フグは、猛毒をもつ魚として知られながらも、美味しい珍味として全国に出回っています。
海外では、毒のイメージが強すぎてロシアンルーレットのような扱いを受けることも多いふぐ食ですが、日本では、縄文時代にさかのぼるほど古くから馴染みのある食材のひとつ。
また、高たんぱくで低脂肪なうえ、コラーゲンをたっぷりと含んだフグは高級魚としても認知度が高く、ハイシーズンにもなるとぐっと値が上がります。
そもそも、日本においてフグがこれほどまでに高くなったのはなぜでしょうか?
それを解き明かすために、ここでは猛毒をもつといわれるフグが、どのようにして私たちの口に入るのか、その流通やレストランでの提供のされ方、漁獲量などをもとに考えていきます。
高級品としてのふぐ料理
フグにはおよそ120もの種類がありますが、日本政府によってレストランでの使用が許可されているのは22種類。
一般的に食べられるのは、マフグやゴマフグ、カラスフグなどで、なかでも、最も高価で猛毒をもつと知られるのが「トラフグ(虎河豚)」。「冬の味覚の王様」といわれるほどおいしく、知名度が高いにも関わらず、身と皮、白子(精巣)といった一部分しか食べられない高級魚です。
高級なふぐ料理といえば、お皿が透けてみえるほど薄く切られたふぐ刺しが有名です。その他にも、こんがりと焼いたひれを熱燗にひたしたふぐひれ酒、ふぐ鍋などは、寒い季節になると人気が高まります。
そして、これらのレストランや業者が使用するフグの多くが、市場から調達されたもので、都市部には、瀬戸内海のフグを空輸便で生きたままの新鮮な状態で調達している店もあります。
日本でただ一つのフグ専門市場での競り
瀬戸内海にあり、日本でただひとつのフグ専門の卸売市場といわれる山口県下関市、南風泊市場 (はえどまりしじょう)では、朝早くから「袋セリ」といわれる伝統的なセリのやり方でフグの取引が行われます。
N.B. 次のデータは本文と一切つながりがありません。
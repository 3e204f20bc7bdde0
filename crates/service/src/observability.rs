use once_cell::sync::Lazy;
use prometheus::{
    register_int_counter, register_int_counter_vec, Encoder, IntCounter, IntCounterVec, TextEncoder,
};

// Prometheus metrics (default registry)
pub static RESOLUTIONS_TOTAL: Lazy<IntCounterVec> = Lazy::new(|| {
    register_int_counter_vec!(
        "media_resolutions_total",
        "Media ids resolved, by matching scheme",
        &["scheme"]
    )
    .expect("register media_resolutions_total")
});

pub static URLS_BUILT_TOTAL: Lazy<IntCounterVec> = Lazy::new(|| {
    register_int_counter_vec!(
        "media_urls_built_total",
        "Delivery URLs generated, by kind",
        &["kind"]
    )
    .expect("register media_urls_built_total")
});

pub static SITE_STRUCTURE_CACHE_HITS: Lazy<IntCounter> = Lazy::new(|| {
    register_int_counter!(
        "media_site_structure_cache_hits_total",
        "Site structure requests served from cache"
    )
    .expect("register site_structure_cache_hits")
});

pub static SITE_STRUCTURE_CACHE_MISSES: Lazy<IntCounter> = Lazy::new(|| {
    register_int_counter!(
        "media_site_structure_cache_misses_total",
        "Site structure rebuilds"
    )
    .expect("register site_structure_cache_misses")
});

pub static UPSTREAM_ERRORS_TOTAL: Lazy<IntCounter> = Lazy::new(|| {
    register_int_counter!(
        "media_upstream_errors_total",
        "Failed Cloudinary Admin API calls"
    )
    .expect("register upstream_errors_total")
});

/// Prometheus text exposition of the default registry.
pub fn encode_metrics() -> Result<String, String> {
    let encoder = TextEncoder::new();
    let metric_families = prometheus::gather();
    let mut buffer = Vec::new();
    encoder
        .encode(&metric_families, &mut buffer)
        .map_err(|e| format!("metrics encode error: {e}"))?;
    String::from_utf8(buffer).map_err(|e| format!("metrics encode error: {e}"))
}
この市場には、長崎など他県からもフグが集まり、全国への流通の起点となっています。
袋セリとは、黒い袋の中で、売り手と買い手がお互いの手の握り方で価格交渉を行っていくスタイル。声のかけあいによるオープンなセリとは違って、水面下で他者には知られずに価格を競い合います。
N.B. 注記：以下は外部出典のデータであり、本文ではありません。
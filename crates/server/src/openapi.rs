use utoipa::OpenApi;
use utoipa::ToSchema;

#[derive(ToSchema)]
pub struct HealthResponse { pub status: String, pub version: String }

#[derive(ToSchema)]
pub struct ResolvedMediaDoc {
    pub input: String,
    pub public_id: String,
    /// `image`, `video` or `raw`.
    pub resource_type: String,
    pub format: Option<String>,
    /// `override`, `delivery_url`, `canonical`, a legacy scheme, or `unknown`.
    pub scheme: String,
}

#[derive(ToSchema)]
pub struct BatchRequestDoc { pub ids: Vec<String> }

#[derive(ToSchema)]
pub struct MediaOverrideInputDoc { pub legacy_id: String, pub public_id: String, pub note: Option<String> }

#[derive(ToSchema)]
pub struct ApiKeyRecordDoc { pub label: String, pub api_key: String }

#[derive(OpenApi)]
#[openapi(
    paths(
        crate::routes::health,
        crate::routes::media::resolve_one,
        crate::routes::media::resolve_batch,
        crate::routes::media::delivery_url,
        crate::routes::media::srcset,
        crate::routes::media::poster,
        crate::routes::site_structure::get_site_structure,
        crate::routes::overrides::list_overrides,
        crate::routes::overrides::upsert_override,
        crate::routes::overrides::delete_override,
        crate::routes::admin::list_api_keys,
        crate::routes::admin::set_api_key,
        crate::routes::admin::delete_api_key,
    ),
    components(
        schemas(
            HealthResponse,
            ResolvedMediaDoc,
            BatchRequestDoc,
            MediaOverrideInputDoc,
            ApiKeyRecordDoc,
        )
    ),
    tags(
        (name = "health"),
        (name = "media"),
        (name = "admin")
    )
)]
pub struct ApiDoc;

#[cfg(test)]
mod tests {
    use super::*;

    #[test]
    fn document_lists_media_paths() {
        let doc = ApiDoc::openapi();
        for path in ["/api/media/resolve", "/api/media/url", "/admin/media/overrides", "/admin/api-keys/{label}"] {
            assert!(doc.paths.paths.contains_key(path), "missing {path}");
        }
    }
}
全ての買い手が順番に売り手に手で価格を伝えた後、最高値を出した者がフグを購入できるのです。
有毒なフグ毒
フグのような有毒な食品の販売において、最優先事項はなんといっても安全。
2018年、愛知県のスーパーマーケットで、有毒部位である肝を取り除かないまま5パックのフグを誤って販売してしまう事件がありました。その後、県をあげての危機管理への徹底指導が行わたのは記憶に新しいことです。
フグが人を死にいたらしめるほど有毒であるといわれるのは、「テトロドトキシン」と呼ばれる神経毒が含まれている恐れがあるからです。
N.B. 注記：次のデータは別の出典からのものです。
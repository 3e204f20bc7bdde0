use std::process::ExitCode;

use configs::AppConfig;
use dotenvy::dotenv;
use tracing::{error, info};
use uuid::Uuid;

fn install_panic_hook(instance_id: Uuid) {
    std::panic::set_hook(Box::new(move |panic| {
        error!(service = "media_server", event = "panic", %instance_id, message = %panic, "unhandled panic");
    }));
}

fn build_runtime(worker_threads: Option<usize>) -> std::io::Result<tokio::runtime::Runtime> {
    let mut builder = tokio::runtime::Builder::new_multi_thread();
    builder.enable_all();
    if let Some(w) = worker_threads {
        builder.worker_threads(w);
    }
    builder.build()
}

fn main() -> ExitCode {
    // .env before logging so RUST_LOG and LOG_FORMAT apply
    dotenv().ok();
    common::utils::logging::init_logging_default();

    let instance_id = Uuid::new_v4();
    install_panic_hook(instance_id);

    let cfg = match AppConfig::load_and_validate() {
        Ok(cfg) => cfg,
        Err(e) => {
            error!(service = "media_server", event = "config_invalid", error = %e, "cannot load configuration");
            return ExitCode::FAILURE;
        }
    };

    let threads = cfg.server.worker_threads;
    let rt = match build_runtime(threads) {
        Ok(rt) => rt,
        Err(e) => {
            error!(service = "media_server", event = "runtime_build_failed", error = %e, "failed to build tokio runtime");
            return ExitCode::FAILURE;
        }
    };

    info!(
        service = "media_server",
        event = "start",
        %instance_id,
        pid = std::process::id(),
        version = env!("CARGO_PKG_VERSION"),
        threads = threads.unwrap_or_default(),
        cloud = %cfg.cloudinary.cloud_name,
        "media server starting"
    );

    match rt.block_on(server::run(cfg)) {
        Ok(()) => {
            info!(service = "media_server", event = "stop", %instance_id, "media server stopped");
            ExitCode::SUCCESS
        }
        Err(e) => {
            error!(service = "media_server", event = "run_failed", %instance_id, error = %e, "media server failed");
            ExitCode::FAILURE
        }
    }
}
use std::sync::Arc;

use service::{
    admin::{key_store::AdminKeyRepository, override_store::OverrideRepository},
    media_service::MediaService,
    site_structure::SiteStructureService,
};

/// Shared handler state; every field is cheap to clone.
#[derive(Clone)]
pub struct ServerState {
    pub media: Arc<MediaService>,
    pub site: Arc<SiteStructureService>,
    pub overrides: Arc<dyn OverrideRepository>,
    pub admin_keys: Arc<dyn AdminKeyRepository>,
}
テトロドトキシンは、シアン化物よりも毒性が強く、毎年20件以上に及ぶ中毒事件が不適切な調理によって起こされ、死者も出ています。
フグの生態は変化している
エラ、心臓、胆のう、腎臓、肝、卵巣、目玉など有毒な部分は産地やフグの種類によって異なり、近年ではさらに区別が難しいハイブリッド種(交配種)も現れています。
海の環境変化の影響でフグの生育域が変わり、在来種と新たに加わった種による交配がすすんだことで、見た目は同じようでもどこに毒が含まれているかが分からないような新種が生まれたことが、無毒なフグの種を言い当てるのを難しくしています。
特に区別が難しいとされるのは、非常に毒性の強いメスのフグの卵巣と、オスの睾丸です。
フグ料理は免許資格制度によって安全管理されている
調理法をひとつ間違えば、毒で死ぬ恐れもあるので、政府は、ふぐ調理師という免許がないかぎり扱えないように厳しく規制しています。
実のところ、フグで命を落とす人の人数は、牡蠣に比べてはるかに少ないようです。
調理資格を取るための制度は、都道府県によって異なり、フグの種類や種別に食べられる部位への知識、20分以内に刺身までさばく実技、実務経験などが求められます。
このようにして試験を突破した有資格者のいる専門店でしか食べられないことが、フグを貴重で高価なものにしています。ちなみに東京都では、ネット通販に多い加工製品などでは規制がゆるくなり、保健所への届け出を行えば、ふぐ調理師以外の人でも販売できるように改正されました。
料亭では、さばく直前にフグを絞めるところもあります。生きたまま神経抜きが行われ、くちばしを落とし、皮が取り除かれた後、内臓の処理が行われてから刺身におろされるのです。
包丁をさすと、フグがまな板の上でピチピチと動く過程は恐ろしいように見えますが、筋肉が痙攣(けいれん)し続けると、魚は脳死しています。
フグの数の減少
さらにトラフグがより高価になる別の理由もあります。
小型はえ縄船の急増、また、冷凍技術の発達によってこれまで需要が減っていた時期も漁獲されるようになったなどさまざまな要因による乱獲です。
トラフグは危機に瀕しており、2005年に日本政府は、各水域における季節ごとのふぐはえ縄漁業の漁獲量を制限しました。
輸入品として人気のタキフグにおいては、過去45年間で99.9%減少したようです。
これらの魚は、養殖によってはるかに安くなり、フードチェーンや身近なレストランでも見られるようになりましたが、養殖ものは供給が安定しておらず、日本の消費者には天然ものとの味の違いからなかなか受け入れられないようです。
まとめ
このように、天然フグの価格は、専門のシェフが安全に調理することを保証するうえ、漁獲数の減少も加わってさらに高価格になっているのです。